(Saved data entries)
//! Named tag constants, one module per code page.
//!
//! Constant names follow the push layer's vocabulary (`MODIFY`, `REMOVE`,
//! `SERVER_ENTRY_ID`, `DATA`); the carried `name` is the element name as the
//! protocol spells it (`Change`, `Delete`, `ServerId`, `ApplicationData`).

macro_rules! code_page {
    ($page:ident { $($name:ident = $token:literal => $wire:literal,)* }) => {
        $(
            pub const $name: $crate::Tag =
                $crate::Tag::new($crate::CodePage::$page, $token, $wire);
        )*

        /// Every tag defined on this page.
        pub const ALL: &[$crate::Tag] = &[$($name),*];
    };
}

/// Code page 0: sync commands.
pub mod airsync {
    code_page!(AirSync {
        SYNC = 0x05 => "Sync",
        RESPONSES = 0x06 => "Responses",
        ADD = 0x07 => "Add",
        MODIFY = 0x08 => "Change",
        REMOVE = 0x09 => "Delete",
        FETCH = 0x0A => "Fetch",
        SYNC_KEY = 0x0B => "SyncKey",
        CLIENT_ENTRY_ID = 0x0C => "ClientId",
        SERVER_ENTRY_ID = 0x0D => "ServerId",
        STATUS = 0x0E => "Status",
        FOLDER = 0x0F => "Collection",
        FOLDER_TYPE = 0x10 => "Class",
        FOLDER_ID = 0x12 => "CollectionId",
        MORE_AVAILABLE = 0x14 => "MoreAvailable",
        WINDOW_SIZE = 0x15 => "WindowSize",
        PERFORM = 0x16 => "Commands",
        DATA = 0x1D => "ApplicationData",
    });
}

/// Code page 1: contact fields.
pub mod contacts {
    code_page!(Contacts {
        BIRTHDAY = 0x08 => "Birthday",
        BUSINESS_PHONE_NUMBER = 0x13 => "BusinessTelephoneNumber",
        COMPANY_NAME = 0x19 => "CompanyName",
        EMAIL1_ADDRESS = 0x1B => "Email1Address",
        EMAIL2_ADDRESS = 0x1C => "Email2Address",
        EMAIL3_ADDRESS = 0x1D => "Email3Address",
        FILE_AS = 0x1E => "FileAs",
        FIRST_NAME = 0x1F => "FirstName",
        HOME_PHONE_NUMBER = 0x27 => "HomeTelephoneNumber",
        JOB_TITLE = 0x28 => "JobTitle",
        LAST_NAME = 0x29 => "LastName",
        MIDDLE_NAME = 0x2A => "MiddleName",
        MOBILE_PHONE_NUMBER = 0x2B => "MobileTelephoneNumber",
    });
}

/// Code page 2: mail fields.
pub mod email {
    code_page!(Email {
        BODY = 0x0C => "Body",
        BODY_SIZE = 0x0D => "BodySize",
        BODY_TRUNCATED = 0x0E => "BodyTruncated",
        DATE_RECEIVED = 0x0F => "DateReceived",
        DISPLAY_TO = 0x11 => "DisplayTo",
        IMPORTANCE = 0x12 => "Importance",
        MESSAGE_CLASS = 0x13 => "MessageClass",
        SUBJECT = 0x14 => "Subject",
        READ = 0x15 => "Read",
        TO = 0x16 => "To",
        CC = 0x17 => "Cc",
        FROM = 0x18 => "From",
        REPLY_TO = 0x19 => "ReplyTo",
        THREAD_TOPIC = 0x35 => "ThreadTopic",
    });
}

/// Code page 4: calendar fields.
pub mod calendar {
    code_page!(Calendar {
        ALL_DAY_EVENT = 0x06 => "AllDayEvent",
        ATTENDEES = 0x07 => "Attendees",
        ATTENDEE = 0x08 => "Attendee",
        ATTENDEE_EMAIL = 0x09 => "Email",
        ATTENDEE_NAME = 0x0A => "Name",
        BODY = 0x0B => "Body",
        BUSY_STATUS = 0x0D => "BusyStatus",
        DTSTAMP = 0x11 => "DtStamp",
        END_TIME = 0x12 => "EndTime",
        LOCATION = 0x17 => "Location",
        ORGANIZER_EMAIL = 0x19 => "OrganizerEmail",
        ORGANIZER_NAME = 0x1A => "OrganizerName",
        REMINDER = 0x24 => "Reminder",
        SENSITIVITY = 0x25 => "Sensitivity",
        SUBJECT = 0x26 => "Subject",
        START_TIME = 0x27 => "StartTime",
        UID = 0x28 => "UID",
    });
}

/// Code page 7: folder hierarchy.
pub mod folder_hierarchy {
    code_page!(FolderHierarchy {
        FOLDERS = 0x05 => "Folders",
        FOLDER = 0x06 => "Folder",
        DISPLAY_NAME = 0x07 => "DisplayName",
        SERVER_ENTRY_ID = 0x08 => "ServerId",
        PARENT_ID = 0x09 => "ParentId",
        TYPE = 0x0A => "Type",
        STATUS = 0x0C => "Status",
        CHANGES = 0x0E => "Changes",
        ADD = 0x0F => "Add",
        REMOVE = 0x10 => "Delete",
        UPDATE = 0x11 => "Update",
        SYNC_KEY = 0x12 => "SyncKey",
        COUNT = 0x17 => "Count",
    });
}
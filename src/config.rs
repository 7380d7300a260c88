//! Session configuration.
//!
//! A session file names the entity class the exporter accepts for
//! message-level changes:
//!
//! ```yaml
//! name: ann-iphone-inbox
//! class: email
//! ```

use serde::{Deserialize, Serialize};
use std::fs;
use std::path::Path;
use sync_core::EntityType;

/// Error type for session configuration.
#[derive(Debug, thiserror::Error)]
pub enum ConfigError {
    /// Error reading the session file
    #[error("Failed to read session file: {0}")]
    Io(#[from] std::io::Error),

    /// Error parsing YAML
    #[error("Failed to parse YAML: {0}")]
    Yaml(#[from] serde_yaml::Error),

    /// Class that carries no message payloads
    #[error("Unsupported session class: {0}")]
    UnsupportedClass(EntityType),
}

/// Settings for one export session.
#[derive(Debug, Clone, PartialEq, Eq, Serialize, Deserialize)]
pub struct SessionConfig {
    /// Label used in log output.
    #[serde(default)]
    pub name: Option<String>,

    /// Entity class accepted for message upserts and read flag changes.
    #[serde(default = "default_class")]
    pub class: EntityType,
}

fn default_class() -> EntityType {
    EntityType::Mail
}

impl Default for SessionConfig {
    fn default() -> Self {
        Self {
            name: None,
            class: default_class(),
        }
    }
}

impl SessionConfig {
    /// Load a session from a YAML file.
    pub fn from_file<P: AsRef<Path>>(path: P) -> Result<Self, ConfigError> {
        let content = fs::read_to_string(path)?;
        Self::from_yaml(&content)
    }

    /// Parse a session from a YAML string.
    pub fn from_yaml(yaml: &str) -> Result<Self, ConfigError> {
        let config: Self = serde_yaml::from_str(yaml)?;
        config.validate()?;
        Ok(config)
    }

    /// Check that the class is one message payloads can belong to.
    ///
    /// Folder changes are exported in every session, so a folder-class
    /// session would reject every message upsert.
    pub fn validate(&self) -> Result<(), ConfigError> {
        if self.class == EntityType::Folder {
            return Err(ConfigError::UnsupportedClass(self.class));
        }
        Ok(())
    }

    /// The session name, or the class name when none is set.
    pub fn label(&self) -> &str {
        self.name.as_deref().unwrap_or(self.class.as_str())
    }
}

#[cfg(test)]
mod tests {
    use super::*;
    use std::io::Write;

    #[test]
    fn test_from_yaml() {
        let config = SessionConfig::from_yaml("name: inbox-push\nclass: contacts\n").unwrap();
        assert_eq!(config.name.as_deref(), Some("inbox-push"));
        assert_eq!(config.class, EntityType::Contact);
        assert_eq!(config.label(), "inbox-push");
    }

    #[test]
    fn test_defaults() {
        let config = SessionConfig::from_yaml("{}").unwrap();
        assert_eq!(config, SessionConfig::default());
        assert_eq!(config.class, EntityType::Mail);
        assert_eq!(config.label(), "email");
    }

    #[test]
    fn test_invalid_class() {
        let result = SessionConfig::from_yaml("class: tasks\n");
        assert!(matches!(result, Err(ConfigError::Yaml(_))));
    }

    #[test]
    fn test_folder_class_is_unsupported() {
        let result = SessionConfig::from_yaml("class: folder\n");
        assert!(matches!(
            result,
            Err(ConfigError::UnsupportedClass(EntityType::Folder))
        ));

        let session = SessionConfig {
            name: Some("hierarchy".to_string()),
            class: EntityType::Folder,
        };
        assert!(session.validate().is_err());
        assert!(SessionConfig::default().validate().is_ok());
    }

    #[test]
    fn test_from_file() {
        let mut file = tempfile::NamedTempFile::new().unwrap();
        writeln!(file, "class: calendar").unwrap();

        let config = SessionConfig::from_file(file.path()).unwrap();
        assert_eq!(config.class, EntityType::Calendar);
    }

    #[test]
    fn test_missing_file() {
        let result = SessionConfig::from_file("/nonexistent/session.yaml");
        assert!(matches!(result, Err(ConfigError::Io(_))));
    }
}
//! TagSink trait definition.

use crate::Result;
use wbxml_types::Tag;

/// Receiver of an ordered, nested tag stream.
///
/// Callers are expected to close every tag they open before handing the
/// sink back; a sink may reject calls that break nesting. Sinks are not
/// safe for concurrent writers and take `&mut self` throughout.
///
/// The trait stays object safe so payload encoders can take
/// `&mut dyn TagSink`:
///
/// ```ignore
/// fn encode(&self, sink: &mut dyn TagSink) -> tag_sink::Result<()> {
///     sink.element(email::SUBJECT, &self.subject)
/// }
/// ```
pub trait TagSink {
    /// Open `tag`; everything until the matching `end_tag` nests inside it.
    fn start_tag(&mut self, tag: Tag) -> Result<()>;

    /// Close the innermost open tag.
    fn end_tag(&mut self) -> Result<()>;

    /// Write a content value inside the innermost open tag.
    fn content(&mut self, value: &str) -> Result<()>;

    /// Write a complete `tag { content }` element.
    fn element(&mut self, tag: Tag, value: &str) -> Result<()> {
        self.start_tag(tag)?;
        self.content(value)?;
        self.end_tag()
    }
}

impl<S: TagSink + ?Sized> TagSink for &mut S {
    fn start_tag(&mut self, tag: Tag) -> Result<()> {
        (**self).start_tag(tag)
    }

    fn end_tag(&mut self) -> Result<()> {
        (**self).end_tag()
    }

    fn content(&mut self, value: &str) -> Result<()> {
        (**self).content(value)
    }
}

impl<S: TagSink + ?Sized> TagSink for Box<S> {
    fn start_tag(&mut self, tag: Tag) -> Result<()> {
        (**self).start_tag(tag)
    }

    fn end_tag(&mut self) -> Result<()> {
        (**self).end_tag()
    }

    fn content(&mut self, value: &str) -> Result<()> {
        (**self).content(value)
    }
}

## Task details
Show every line of the records above that contains the word "innermost".

## Task response
    /// Close the innermost open tag.
    /// Write a content value inside the innermost open tag.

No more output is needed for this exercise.